__Work task__
Print the entries below in their entirety, exactly as they are written.

__Task data__
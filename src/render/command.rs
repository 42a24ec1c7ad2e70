//! Per-drawable render bundles and the per-frame command buffer that replays them.

use std::rc::Rc;

use crate::error::Error;
use crate::render::drawable::Drawable;
use crate::render::pipeline::{MeshKind, RenderPipeline};
use crate::render::resource::DEPTH_FORMAT;

/// Outcome of one `draw_frame` call.
#[derive(Clone, Copy, Debug, PartialEq, Eq)]
pub enum FrameStatus {
    Presented,
    Skipped,
    SwapchainRecreated,
}

pub struct CommandRecorder {
    static_pipeline: Rc<RenderPipeline>,
    skinned_pipeline: Rc<RenderPipeline>,
    color_format: wgpu::TextureFormat,
}

impl CommandRecorder {
    pub fn new(
        static_pipeline: Rc<RenderPipeline>,
        skinned_pipeline: Rc<RenderPipeline>,
        color_format: wgpu::TextureFormat,
    ) -> Self {
        Self {
            static_pipeline,
            skinned_pipeline,
            color_format,
        }
    }

    pub fn pipeline(&self, kind: MeshKind) -> &RenderPipeline {
        match kind {
            MeshKind::Static => &self.static_pipeline,
            MeshKind::Skinned => &self.skinned_pipeline,
        }
    }

    /// Records the draws of one drawable once. The bundle stays valid until its buffers,
    /// descriptor sets or the surface format change.
    pub fn record_drawable(
        &self,
        device: &wgpu::Device,
        drawable: &dyn Drawable,
    ) -> Result<wgpu::RenderBundle, Error> {
        let label = format!("{}_RENDER_BUNDLE", drawable.label());

        let mut encoder =
            device.create_render_bundle_encoder(&wgpu::RenderBundleEncoderDescriptor {
                label: Some(&label),
                color_formats: &[Some(self.color_format)],
                depth_stencil: Some(wgpu::RenderBundleDepthStencil {
                    format: DEPTH_FORMAT,
                    depth_read_only: false,
                    stencil_read_only: true,
                }),
                sample_count: 1,
                multiview: None,
            });

        encoder.set_pipeline(&self.pipeline(drawable.kind()).gpu_pipeline);
        drawable.record_draw(&mut encoder)?;

        log::debug!(
            "Recorded {} sub-mesh draws for {}",
            drawable.sub_meshes().len(),
            drawable.label()
        );

        Ok(encoder.finish(&wgpu::RenderBundleDescriptor {
            label: Some(&label),
        }))
    }

    /// One render pass clearing to black and depth 1.0, then every bundle in order.
    pub fn encode_frame(
        &self,
        device: &wgpu::Device,
        color_view: &wgpu::TextureView,
        depth_view: &wgpu::TextureView,
        bundles: &[wgpu::RenderBundle],
    ) -> wgpu::CommandBuffer {
        let mut encoder = device.create_command_encoder(&wgpu::CommandEncoderDescriptor {
            label: Some("RENDER_SYSTEM_COMMAND_ENCODER"),
        });

        {
            let mut render_pass = encoder.begin_render_pass(&wgpu::RenderPassDescriptor {
                label: Some("RENDER_SYSTEM_RENDER_PASS"),
                color_attachments: &[Some(wgpu::RenderPassColorAttachment {
                    view: color_view,
                    resolve_target: None,
                    ops: wgpu::Operations {
                        load: wgpu::LoadOp::Clear(wgpu::Color::BLACK),
                        store: wgpu::StoreOp::Store,
                    },
                })],
                depth_stencil_attachment: Some(wgpu::RenderPassDepthStencilAttachment {
                    view: depth_view,
                    depth_ops: Some(wgpu::Operations {
                        load: wgpu::LoadOp::Clear(1.0),
                        store: wgpu::StoreOp::Store,
                    }),
                    stencil_ops: None,
                }),
                occlusion_query_set: None,
                timestamp_writes: None,
            });

            render_pass.execute_bundles(bundles.iter());
        }

        encoder.finish()
    }
}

__Result of this exercise__
filename src/render/command.rs
repository 42a24ec1c7ad2e70
//! Per-drawable render bundles and the per-frame command buffer that replays them.

use std::rc::Rc;

use crate::error::Error;
use crate::render::drawable::Drawable;
use crate::render::pipeline::{MeshKind, RenderPipeline};
use crate::render::resource::DEPTH_FORMAT;

/// Outcome of one `draw_frame` call.
#[derive(Clone, Copy, Debug, PartialEq, Eq)]
pub enum FrameStatus {
    Presented,
    Skipped,
    SwapchainRecreated,
}

pub struct CommandRecorder {
    static_pipeline: Rc<RenderPipeline>,
    skinned_pipeline: Rc<RenderPipeline>,
    color_format: wgpu::TextureFormat,
}

impl CommandRecorder {
    pub fn new(
        static_pipeline: Rc<RenderPipeline>,
        skinned_pipeline: Rc<RenderPipeline>,
        color_format: wgpu::TextureFormat,
    ) -> Self {
        Self {
            static_pipeline,
            skinned_pipeline,
            color_format,
        }
    }

    pub fn pipeline(&self, kind: MeshKind) -> &RenderPipeline {
        match kind {
            MeshKind::Static => &self.static_pipeline,
            MeshKind::Skinned => &self.skinned_pipeline,
        }
    }

    /// Records the draws of one drawable once. The bundle stays valid until its buffers,
    /// descriptor sets or the surface format change.
    pub fn record_drawable(
        &self,
        device: &wgpu::Device,
        drawable: &dyn Drawable,
    ) -> Result<wgpu::RenderBundle, Error> {
        let label = format!("{}_RENDER_BUNDLE", drawable.label());

        let mut encoder =
            device.create_render_bundle_encoder(&wgpu::RenderBundleEncoderDescriptor {
                label: Some(&label),
                color_formats: &[Some(self.color_format)],
                depth_stencil: Some(wgpu::RenderBundleDepthStencil {
                    format: DEPTH_FORMAT,
                    depth_read_only: false,
                    stencil_read_only: true,
                }),
                sample_count: 1,
                multiview: None,
            });

        encoder.set_pipeline(&self.pipeline(drawable.kind()).gpu_pipeline);
        drawable.record_draw(&mut encoder)?;

        log::debug!(
            "Recorded {} sub-mesh draws for {}",
            drawable.sub_meshes().len(),
            drawable.label()
        );

        Ok(encoder.finish(&wgpu::RenderBundleDescriptor {
            label: Some(&label),
        }))
    }

    /// One render pass clearing to black and depth 1.0, then every bundle in order.
    pub fn encode_frame(
        &self,
        device: &wgpu::Device,
        color_view: &wgpu::TextureView,
        depth_view: &wgpu::TextureView,
        bundles: &[wgpu::RenderBundle],
    ) -> wgpu::CommandBuffer {
        let mut encoder = device.create_command_encoder(&wgpu::CommandEncoderDescriptor {
            label: Some("RENDER_SYSTEM_COMMAND_ENCODER"),
        });

        {
            let mut render_pass = encoder.begin_render_pass(&wgpu::RenderPassDescriptor {
                label: Some("RENDER_SYSTEM_RENDER_PASS"),
                color_attachments: &[Some(wgpu::RenderPassColorAttachment {
                    view: color_view,
                    resolve_target: None,
                    ops: wgpu::Operations {
                        load: wgpu::LoadOp::Clear(wgpu::Color::BLACK),
                        store: wgpu::StoreOp::Store,
                    },
                })],
                depth_stencil_attachment: Some(wgpu::RenderPassDepthStencilAttachment {
                    view: depth_view,
                    depth_ops: Some(wgpu::Operations {
                        load: wgpu::LoadOp::Clear(1.0),
                        store: wgpu::StoreOp::Store,
                    }),
                    stencil_ops: None,
                }),
                occlusion_query_set: None,
                timestamp_writes: None,
            });

            render_pass.execute_bundles(bundles.iter());
        }

        encoder.finish()
    }
}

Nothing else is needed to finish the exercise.